● WORK ORDER
Your reply should be the full listing, copied exactly.

*** INPUT FOR THIS TASK ***

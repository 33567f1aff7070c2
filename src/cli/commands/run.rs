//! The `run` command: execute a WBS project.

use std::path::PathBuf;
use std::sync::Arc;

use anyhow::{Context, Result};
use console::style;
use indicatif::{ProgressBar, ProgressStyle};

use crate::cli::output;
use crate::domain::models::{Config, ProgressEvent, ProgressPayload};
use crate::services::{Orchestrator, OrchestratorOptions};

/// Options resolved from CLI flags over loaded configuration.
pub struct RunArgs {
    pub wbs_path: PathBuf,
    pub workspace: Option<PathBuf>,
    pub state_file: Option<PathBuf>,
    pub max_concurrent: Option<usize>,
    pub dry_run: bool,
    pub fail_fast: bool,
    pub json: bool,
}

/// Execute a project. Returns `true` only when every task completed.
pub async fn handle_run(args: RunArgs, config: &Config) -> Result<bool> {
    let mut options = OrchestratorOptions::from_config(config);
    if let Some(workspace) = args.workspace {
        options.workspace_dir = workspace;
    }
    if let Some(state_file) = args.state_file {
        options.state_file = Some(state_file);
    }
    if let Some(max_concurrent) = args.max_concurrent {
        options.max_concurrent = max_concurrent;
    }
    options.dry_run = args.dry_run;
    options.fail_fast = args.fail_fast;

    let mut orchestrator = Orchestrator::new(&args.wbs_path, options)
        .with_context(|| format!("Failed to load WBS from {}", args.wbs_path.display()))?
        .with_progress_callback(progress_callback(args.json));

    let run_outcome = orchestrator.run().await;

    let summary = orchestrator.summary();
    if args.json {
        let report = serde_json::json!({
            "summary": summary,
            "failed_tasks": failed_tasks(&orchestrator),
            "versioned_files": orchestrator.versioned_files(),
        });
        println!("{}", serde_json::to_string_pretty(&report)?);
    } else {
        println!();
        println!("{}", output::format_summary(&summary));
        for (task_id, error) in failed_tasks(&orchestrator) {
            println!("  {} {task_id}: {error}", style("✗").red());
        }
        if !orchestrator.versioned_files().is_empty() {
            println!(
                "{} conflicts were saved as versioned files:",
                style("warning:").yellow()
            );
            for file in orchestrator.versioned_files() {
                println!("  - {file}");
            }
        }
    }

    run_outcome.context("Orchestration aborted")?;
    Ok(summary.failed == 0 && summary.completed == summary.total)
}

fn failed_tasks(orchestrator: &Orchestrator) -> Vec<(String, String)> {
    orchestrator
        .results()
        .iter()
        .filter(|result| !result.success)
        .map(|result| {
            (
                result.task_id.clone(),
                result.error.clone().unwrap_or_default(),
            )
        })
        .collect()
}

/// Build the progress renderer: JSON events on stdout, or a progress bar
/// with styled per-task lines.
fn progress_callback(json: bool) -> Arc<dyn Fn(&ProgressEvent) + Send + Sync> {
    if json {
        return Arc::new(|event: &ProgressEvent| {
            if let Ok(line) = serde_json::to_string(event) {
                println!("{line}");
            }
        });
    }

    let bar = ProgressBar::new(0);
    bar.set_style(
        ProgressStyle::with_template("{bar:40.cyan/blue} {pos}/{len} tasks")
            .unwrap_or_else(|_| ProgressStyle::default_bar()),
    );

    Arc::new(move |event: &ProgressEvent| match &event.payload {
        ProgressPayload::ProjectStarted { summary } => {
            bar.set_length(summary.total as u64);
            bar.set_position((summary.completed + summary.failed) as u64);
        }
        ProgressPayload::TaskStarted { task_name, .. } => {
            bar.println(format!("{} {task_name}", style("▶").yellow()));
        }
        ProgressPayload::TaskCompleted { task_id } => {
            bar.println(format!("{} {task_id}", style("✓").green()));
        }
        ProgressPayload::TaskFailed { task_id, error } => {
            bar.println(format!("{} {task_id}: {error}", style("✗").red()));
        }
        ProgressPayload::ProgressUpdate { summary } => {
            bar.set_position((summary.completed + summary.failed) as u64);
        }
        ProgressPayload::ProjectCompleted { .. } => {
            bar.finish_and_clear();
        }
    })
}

*** End of INPUT FOR THIS TASK ***

● RESULT OF THIS EXERCISE
repository 33567f1aff7070c2
filename src/cli/commands/run.rs
//! The `run` command: execute a WBS project.

use std::path::PathBuf;
use std::sync::Arc;

use anyhow::{Context, Result};
use console::style;
use indicatif::{ProgressBar, ProgressStyle};

use crate::cli::output;
use crate::domain::models::{Config, ProgressEvent, ProgressPayload};
use crate::services::{Orchestrator, OrchestratorOptions};

/// Options resolved from CLI flags over loaded configuration.
pub struct RunArgs {
    pub wbs_path: PathBuf,
    pub workspace: Option<PathBuf>,
    pub state_file: Option<PathBuf>,
    pub max_concurrent: Option<usize>,
    pub dry_run: bool,
    pub fail_fast: bool,
    pub json: bool,
}

/// Execute a project. Returns `true` only when every task completed.
pub async fn handle_run(args: RunArgs, config: &Config) -> Result<bool> {
    let mut options = OrchestratorOptions::from_config(config);
    if let Some(workspace) = args.workspace {
        options.workspace_dir = workspace;
    }
    if let Some(state_file) = args.state_file {
        options.state_file = Some(state_file);
    }
    if let Some(max_concurrent) = args.max_concurrent {
        options.max_concurrent = max_concurrent;
    }
    options.dry_run = args.dry_run;
    options.fail_fast = args.fail_fast;

    let mut orchestrator = Orchestrator::new(&args.wbs_path, options)
        .with_context(|| format!("Failed to load WBS from {}", args.wbs_path.display()))?
        .with_progress_callback(progress_callback(args.json));

    let run_outcome = orchestrator.run().await;

    let summary = orchestrator.summary();
    if args.json {
        let report = serde_json::json!({
            "summary": summary,
            "failed_tasks": failed_tasks(&orchestrator),
            "versioned_files": orchestrator.versioned_files(),
        });
        println!("{}", serde_json::to_string_pretty(&report)?);
    } else {
        println!();
        println!("{}", output::format_summary(&summary));
        for (task_id, error) in failed_tasks(&orchestrator) {
            println!("  {} {task_id}: {error}", style("✗").red());
        }
        if !orchestrator.versioned_files().is_empty() {
            println!(
                "{} conflicts were saved as versioned files:",
                style("warning:").yellow()
            );
            for file in orchestrator.versioned_files() {
                println!("  - {file}");
            }
        }
    }

    run_outcome.context("Orchestration aborted")?;
    Ok(summary.failed == 0 && summary.completed == summary.total)
}

fn failed_tasks(orchestrator: &Orchestrator) -> Vec<(String, String)> {
    orchestrator
        .results()
        .iter()
        .filter(|result| !result.success)
        .map(|result| {
            (
                result.task_id.clone(),
                result.error.clone().unwrap_or_default(),
            )
        })
        .collect()
}

/// Build the progress renderer: JSON events on stdout, or a progress bar
/// with styled per-task lines.
fn progress_callback(json: bool) -> Arc<dyn Fn(&ProgressEvent) + Send + Sync> {
    if json {
        return Arc::new(|event: &ProgressEvent| {
            if let Ok(line) = serde_json::to_string(event) {
                println!("{line}");
            }
        });
    }

    let bar = ProgressBar::new(0);
    bar.set_style(
        ProgressStyle::with_template("{bar:40.cyan/blue} {pos}/{len} tasks")
            .unwrap_or_else(|_| ProgressStyle::default_bar()),
    );

    Arc::new(move |event: &ProgressEvent| match &event.payload {
        ProgressPayload::ProjectStarted { summary } => {
            bar.set_length(summary.total as u64);
            bar.set_position((summary.completed + summary.failed) as u64);
        }
        ProgressPayload::TaskStarted { task_name, .. } => {
            bar.println(format!("{} {task_name}", style("▶").yellow()));
        }
        ProgressPayload::TaskCompleted { task_id } => {
            bar.println(format!("{} {task_id}", style("✓").green()));
        }
        ProgressPayload::TaskFailed { task_id, error } => {
            bar.println(format!("{} {task_id}: {error}", style("✗").red()));
        }
        ProgressPayload::ProgressUpdate { summary } => {
            bar.set_position((summary.completed + summary.failed) as u64);
        }
        ProgressPayload::ProjectCompleted { .. } => {
            bar.finish_and_clear();
        }
    })
}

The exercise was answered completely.